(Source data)

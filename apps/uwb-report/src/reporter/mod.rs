//! Report rendering
//!
//! Formats [`AnalysisResults`] for a terminal, for machines, or for
//! documentation.
//!
//! # Output Formats
//!
//! - **Console**: Human-readable per-node tables
//! - **JSON**: Machine-readable, compact or pretty-printed
//! - **Markdown**: One table per node, ready to paste into a test log
//!
//! # Example
//!
//! ```no_run
//! use uwb_report::reporter::{OutputFormat, Reporter};
//! use uwb_report::runner::AnalysisResults;
//!
//! # fn example(results: AnalysisResults) -> anyhow::Result<()> {
//! Reporter::new(OutputFormat::Markdown).report(&results)?;
//! # Ok(())
//! # }
//! ```

mod console;
mod json;
mod markdown;

use anyhow::Result;
use serde::{Deserialize, Serialize};
use std::io::{self, Write};

use crate::runner::AnalysisResults;

pub use console::ConsoleReporter;
pub use json::JsonReporter;
pub use markdown::MarkdownReporter;

/// Output format for analysis results
#[derive(
    Debug, Clone, Copy, Default, PartialEq, Eq, Serialize, Deserialize, clap::ValueEnum,
)]
#[serde(rename_all = "kebab-case")]
pub enum OutputFormat {
    /// Per-node tables for a terminal
    #[default]
    Console,
    /// Compact JSON
    Json,
    /// Pretty-printed JSON
    JsonPretty,
    /// Markdown tables
    Markdown,
}

/// Reporter for analysis results
pub struct Reporter {
    format: OutputFormat,
}

impl Reporter {
    /// Create a new reporter with the specified output format
    pub fn new(format: OutputFormat) -> Self {
        Self { format }
    }

    /// Report results to stdout
    pub fn report(&self, results: &AnalysisResults) -> Result<()> {
        let stdout = io::stdout();
        self.write_to(results, stdout.lock())
    }

    /// Write results to any writer
    pub fn write_to<W: Write>(&self, results: &AnalysisResults, mut writer: W) -> Result<()> {
        let output = self.format_results(results)?;
        writer.write_all(output.as_bytes())?;
        writer.flush()?;
        Ok(())
    }

    /// Format results as a string
    pub fn format_results(&self, results: &AnalysisResults) -> Result<String> {
        match self.format {
            OutputFormat::Json => JsonReporter::format(results, false),
            OutputFormat::JsonPretty => JsonReporter::format(results, true),
            OutputFormat::Console => ConsoleReporter::format(results),
            OutputFormat::Markdown => MarkdownReporter::format(results),
        }
    }
}

impl Default for Reporter {
    fn default() -> Self {
        Self::new(OutputFormat::default())
    }
}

What the task requires: The required output is every line above from the one with "let stdout = io::stdout();" down to the one with "as a string", restated word for word, ends included.

Response to this task:
        let stdout = io::stdout();
        self.write_to(results, stdout.lock())
    }

    /// Write results to any writer
    pub fn write_to<W: Write>(&self, results: &AnalysisResults, mut writer: W) -> Result<()> {
        let output = self.format_results(results)?;
        writer.write_all(output.as_bytes())?;
        writer.flush()?;
        Ok(())
    }

    /// Format results as a string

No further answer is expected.